# Masticatory Muscle Myositis (MMM)



## FortheloveofBuckeye (Mar 11, 2010)

Hello everyone, hope you and your fluffs are doing well.

For the past 5-6 weeks, my Buckeye's behavior has been odd. First thing we noticed is that he'd yelp out at random times, and when we'd look to see what was wrong, he'd be standing there with his toy just looking at me (he'd been playing with his toy at the time). At other times he'd wimper here and there. We then noticed that he no longer was interested in his Greenies, something you couldn't give to him fast enough in the past. He'd take it but then drop it and never eat it. So knowing something was obviously wrong, I took him to the vet. She examined his mouth, etc. but could find anything. Suggested I take him home and keep a close eye on him. About a week passed, and I noticed that he'd become lethargic, not really as energetic as usual, not playing with his toys and just laying around for the most part. At one point, he didn't even get up to follow me when I left the room and that NEVER happens - ever! He also abruptly stopped eating his food (dry), last Thursday and will not eat anything crunchy...things he devoured before. I gave him his food as I usually do, he didn't touch it..so later on, around 2pm, I went home to check on him and he still hadn't touched his food. I also noticed that his right eye was VERY red and has mucus in the corner of it. I immediately called the vet, took him in that day, and they diagnosed him with conjunctivitis. He was put on an anti-inflammatory medicine, as well as an antibiotic and an eye gel. I also had blood work done and it was found that his white blood cells were elavated, which indicated inflammation somewhere. It was thought (hoped) that this was from the eye infection only.

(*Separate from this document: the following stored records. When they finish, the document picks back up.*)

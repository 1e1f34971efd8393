use std::{
    collections::{HashMap, HashSet, VecDeque},
    sync::{Arc, Mutex, MutexGuard},
    time::Duration,
};

use async_trait::async_trait;
use maxlock_common::{NodeError, NodeId};
use tokio::{sync::watch, time::Instant};

use crate::{
    node::{Node, SharedNode},
    scripts::{ScriptKind, ScriptSet},
};

#[derive(Debug, Clone)]
struct Entry {
    value: String,
    expires_at: Instant,
}

#[derive(Debug, Default)]
struct MemoryState {
    entries: HashMap<String, Entry>,
    cached_scripts: HashSet<String>,
    unreachable: bool,
    hang: bool,
    injected: VecDeque<NodeError>,
    calls: HashMap<ScriptKind, usize>,
}

/// In-process node executing the lock scripts natively against a private
/// key space. Each evaluation runs under one mutex, so it is atomic with
/// respect to every other call on the same node.
pub struct MemoryNode {
    id: NodeId,
    scripts: Arc<ScriptSet>,
    state: Mutex<MemoryState>,
    closed: watch::Sender<bool>,
}

impl MemoryNode {
    pub fn new(id: impl AsRef<str>) -> Self {
        let (closed, _) = watch::channel(false);
        Self {
            id: NodeId::new(id),
            scripts: ScriptSet::standard(),
            state: Mutex::new(MemoryState::default()),
            closed,
        }
    }

    pub fn cluster(size: usize) -> Vec<Arc<MemoryNode>> {
        (0..size)
            .map(|index| Arc::new(MemoryNode::new(format!("memory-{index}"))))
            .collect()
    }

    pub fn shared(nodes: &[Arc<MemoryNode>]) -> Vec<SharedNode> {
        nodes
            .iter()
            .map(|node| Arc::clone(node) as SharedNode)
            .collect()
    }

    /// Every call fails immediately with [`NodeError::Unreachable`].
    pub fn set_unreachable(&self, unreachable: bool) {
        self.state().unreachable = unreachable;
    }

    /// Every call blocks until the node is closed.
    pub fn set_hang(&self, hang: bool) {
        self.state().hang = hang;
    }

    /// The next call fails with `error` without touching any key.
    pub fn fail_next(&self, error: NodeError) {
        self.state().injected.push_back(error);
    }

    /// Writes a key directly, as another lock holder would.
    pub fn insert(&self, key: impl Into<String>, value: impl Into<String>, ttl: Duration) {
        self.state().entries.insert(
            key.into(),
            Entry {
                value: value.into(),
                expires_at: Instant::now() + ttl,
            },
        );
    }

    pub fn value(&self, key: &str) -> Option<String> {
        let mut state = self.state();
        purge_expired(&mut state, key);
        state.entries.get(key).map(|entry| entry.value.clone())
    }

    pub fn ttl(&self, key: &str) -> Option<Duration> {
        let mut state = self.state();
        purge_expired(&mut state, key);
        state
            .entries
            .get(key)
            .map(|entry| entry.expires_at.saturating_duration_since(Instant::now()))
    }

    pub fn calls(&self, kind: ScriptKind) -> usize {
        self.state().calls.get(&kind).copied().unwrap_or(0)
    }

    pub fn is_cached(&self, kind: ScriptKind) -> bool {
        let sha = &self.scripts.get(kind).sha;
        self.state().cached_scripts.contains(sha)
    }

    pub fn is_closed(&self) -> bool {
        *self.closed.borrow()
    }

    fn state(&self) -> MutexGuard<'_, MemoryState> {
        match self.state.lock() {
            Ok(guard) => guard,
            Err(poisoned) => poisoned.into_inner(),
        }
    }

    async fn admit(&self, kind: Option<ScriptKind>) -> Result<(), NodeError> {
        let hang = {
            let mut state = self.state();
            if let Some(kind) = kind {
                *state.calls.entry(kind).or_insert(0) += 1;
            }
            if *self.closed.borrow() {
                return Err(NodeError::Closed);
            }
            if state.unreachable {
                return Err(NodeError::Unreachable(format!("{} is down", self.id)));
            }
            if let Some(error) = state.injected.pop_front() {
                return Err(error);
            }
            state.hang
        };

        if hang {
            let mut closed = self.closed.subscribe();
            let _ = closed.wait_for(|closed| *closed).await;
            return Err(NodeError::Closed);
        }
        Ok(())
    }

    fn execute(
        &self,
        kind: ScriptKind,
        keys: &[String],
        args: &[String],
    ) -> Result<i64, NodeError> {
        let token = args
            .first()
            .ok_or_else(|| NodeError::Server("missing token argument".to_string()))?;

        let mut state = self.state();
        for key in keys {
            purge_expired(&mut state, key);
        }

        match kind {
            ScriptKind::Acquire => {
                let ttl = ttl_argument(args)?;
                if keys.iter().any(|key| state.entries.contains_key(key)) {
                    return Ok(0);
                }
                set_all(&mut state, keys, token, ttl);
                Ok(key_count(keys))
            }
            ScriptKind::Extend => {
                let ttl = ttl_argument(args)?;
                let held = keys.iter().all(|key| {
                    state
                        .entries
                        .get(key)
                        .is_some_and(|entry| &entry.value == token)
                });
                if !held {
                    return Ok(0);
                }
                set_all(&mut state, keys, token, ttl);
                Ok(key_count(keys))
            }
            ScriptKind::Release => {
                let mut deleted = 0;
                for key in keys {
                    if state
                        .entries
                        .get(key)
                        .is_some_and(|entry| &entry.value == token)
                    {
                        state.entries.remove(key);
                        deleted += 1;
                    }
                }
                Ok(deleted)
            }
        }
    }
}

#[async_trait]
impl Node for MemoryNode {
    fn id(&self) -> &NodeId {
        &self.id
    }

    async fn eval_sha(
        &self,
        sha: &str,
        keys: &[String],
        args: &[String],
    ) -> Result<i64, NodeError> {
        let kind = self.scripts.lookup_sha(sha);
        self.admit(kind).await?;

        if !self.state().cached_scripts.contains(sha) {
            return Err(NodeError::NoScript);
        }
        let kind = kind.ok_or(NodeError::NoScript)?;
        self.execute(kind, keys, args)
    }

    async fn eval(&self, body: &str, keys: &[String], args: &[String]) -> Result<i64, NodeError> {
        let kind = self.scripts.lookup_body(body);
        self.admit(kind).await?;

        let kind = kind.ok_or_else(|| NodeError::Server("unsupported script body".to_string()))?;
        let sha = self.scripts.get(kind).sha.clone();
        self.state().cached_scripts.insert(sha);
        self.execute(kind, keys, args)
    }

    async fn close(&self) -> Result<(), NodeError> {
        self.closed.send_replace(true);
        Ok(())
    }
}

fn purge_expired(state: &mut MemoryState, key: &str) {
    if state
        .entries
        .get(key)
        .is_some_and(|entry| entry.expires_at <= Instant::now())
    {
        state.entries.remove(key);
    }
}

fn set_all(state: &mut MemoryState, keys: &[String], token: &str, ttl: Duration) {
    let expires_at = Instant::now() + ttl;
    for key in keys {
        state.entries.insert(
            key.clone(),
            Entry {
                value: token.to_string(),
                expires_at,
            },
        );
    }
}

fn ttl_argument(args: &[String]) -> Result<Duration, NodeError> {
    args.get(1)
        .and_then(|raw| raw.parse::<u64>().ok())
        .filter(|millis| *millis > 0)
        .map(Duration::from_millis)
        .ok_or_else(|| NodeError::Server("invalid expire time".to_string()))
}

fn key_count(keys: &[String]) -> i64 {
    i64::try_from(keys.len()).unwrap_or(i64::MAX)
}
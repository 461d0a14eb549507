//! Configuration file management for planloom.
//!
//! Provides a TOML-based config file at `~/.config/planloom/config.toml` and
//! a resolution chain: env var > config file > default.

use std::path::PathBuf;

use anyhow::{Context, Result, bail};
use serde::{Deserialize, Serialize};

// -----------------------------------------------------------------------
// Config file types
// -----------------------------------------------------------------------

#[derive(Debug, Serialize, Deserialize)]
pub struct ConfigFile {
    pub llm: LlmSection,
}

#[derive(Debug, Serialize, Deserialize)]
pub struct LlmSection {
    /// API key for the hosted model.
    pub api_key: String,
    /// Model name, e.g. "gemini-2.0-flash".
    #[serde(default, skip_serializing_if = "Option::is_none")]
    pub model: Option<String>,
    /// Override for the API base URL.
    #[serde(default, skip_serializing_if = "Option::is_none")]
    pub base_url: Option<String>,
}

// -----------------------------------------------------------------------
// Paths
// -----------------------------------------------------------------------

/// Return the planloom config directory.
///
/// Always uses XDG layout: `$XDG_CONFIG_HOME/planloom` or
/// `~/.config/planloom`, regardless of platform.
pub fn config_dir() -> PathBuf {
    if let Ok(xdg) = std::env::var("XDG_CONFIG_HOME") {
        return PathBuf::from(xdg).join("planloom");
    }
    dirs::home_dir()
        .unwrap_or_else(|| PathBuf::from("."))
        .join(".config")
        .join("planloom")
}

/// Return the path to the planloom config file.
pub fn config_path() -> PathBuf {
    config_dir().join("config.toml")
}

// -----------------------------------------------------------------------
// Read / write
// -----------------------------------------------------------------------

/// Load and parse the config file. Returns an error if it does not exist.
pub fn load_config() -> Result<ConfigFile> {
    let path = config_path();
    let contents = std::fs::read_to_string(&path)
        .with_context(|| format!("failed to read config file at {}", path.display()))?;
    let config: ConfigFile = toml::from_str(&contents).context("failed to parse config file")?;
    Ok(config)
}

/// Serialize and write the config file, creating parent dirs as needed.
/// Sets file permissions to 0600 on Unix since it holds an API key.
pub fn save_config(config: &ConfigFile) -> Result<()> {
    let path = config_path();
    let dir = config_dir();
    std::fs::create_dir_all(&dir)
        .with_context(|| format!("failed to create config directory {}", dir.display()))?;

    let contents = toml::to_string_pretty(config).context("failed to serialize config")?;
    std::fs::write(&path, &contents)
        .with_context(|| format!("failed to write config file at {}", path.display()))?;

    #[cfg(unix)]
    {
        use std::os::unix::fs::PermissionsExt;
        let perms = std::fs::Permissions::from_mode(0o600);
        std::fs::set_permissions(&path, perms)
            .with_context(|| format!("failed to set permissions on {}", path.display()))?;
    }

    Ok(())
}

// -----------------------------------------------------------------------
// Resolved config
// -----------------------------------------------------------------------

const DEFAULT_MODEL: &str = "gemini-2.0-flash";

/// Fully resolved configuration, ready for use.
#[derive(Debug)]
pub struct PlanloomConfig {
    pub api_key: String,
    pub model: String,
    pub base_url: Option<String>,
}

impl PlanloomConfig {
    /// Resolve configuration using the chain: env var > config file > default.
    ///
    /// - API key: `PLANLOOM_API_KEY` env > `config_file.llm.api_key` > error
    /// - Model: `PLANLOOM_MODEL` env > `config_file.llm.model` > default
    /// - Base URL: `PLANLOOM_BASE_URL` env > `config_file.llm.base_url` > none
    pub fn resolve() -> Result<Self> {
        let file_config = load_config().ok();

        let api_key = if let Ok(key) = std::env::var("PLANLOOM_API_KEY") {
            key
        } else if let Some(ref cfg) = file_config {
            cfg.llm.api_key.clone()
        } else {
            bail!(
                "API key not found; set PLANLOOM_API_KEY or run `planloom init` to create a config file"
            );
        };
        if api_key.is_empty() {
            bail!("API key is empty; set PLANLOOM_API_KEY or edit the config file");
        }

        let model = std::env::var("PLANLOOM_MODEL")
            .ok()
            .or_else(|| file_config.as_ref().and_then(|c| c.llm.model.clone()))
            .unwrap_or_else(|| DEFAULT_MODEL.to_owned());

        let base_url = std::env::var("PLANLOOM_BASE_URL")
            .ok()
            .or_else(|| file_config.as_ref().and_then(|c| c.llm.base_url.clone()));

        Ok(Self {
            api_key,
            model,
            base_url,
        })
    }
}

// -----------------------------------------------------------------------
// Tests
// -----------------------------------------------------------------------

Thought all was well, eye was clearing up after a few days on meds, etc. I had also bought him some canned food since he wouldn't eat his normal dry food. He barely eats it either, even though he eats it more than the dry. Energy level remained the same and he just isn't my usual energetic baby. So yesterday I called the vet again and dropped him off before I went to work since there were no open appts but they were anxious to get him back in. Well after about 4 hours I get a call from the vet and they suspect that Buckeye has an acute case of something called Masticatory Muscle Myositis...based on his history of not eating, not wanting to eat his usual crunchy food/treats, etc., and the fact that they could not open his mouth but 20% of what it's supposed to. This would also make sense in terms of him not wanting to eat crunchy things, mouth hurting when he plays with his toys (hence the yelping). They did another blood test today to see if there are antibodies present which would be the case with MMM...results won't be back until next week (those antibodies attack the jaw muscles - which of course cause pain - dogs with a chronic case of MMM can't even open their mouths). MMM can also cause conjunctivitis...which probably explains why he developed it. 

Sorry for the very long post, but I wanted to see if anyone has any experience with this. Also felt that providing a full history from my end, might help someone in the future as well (hopefully not, but you never know). 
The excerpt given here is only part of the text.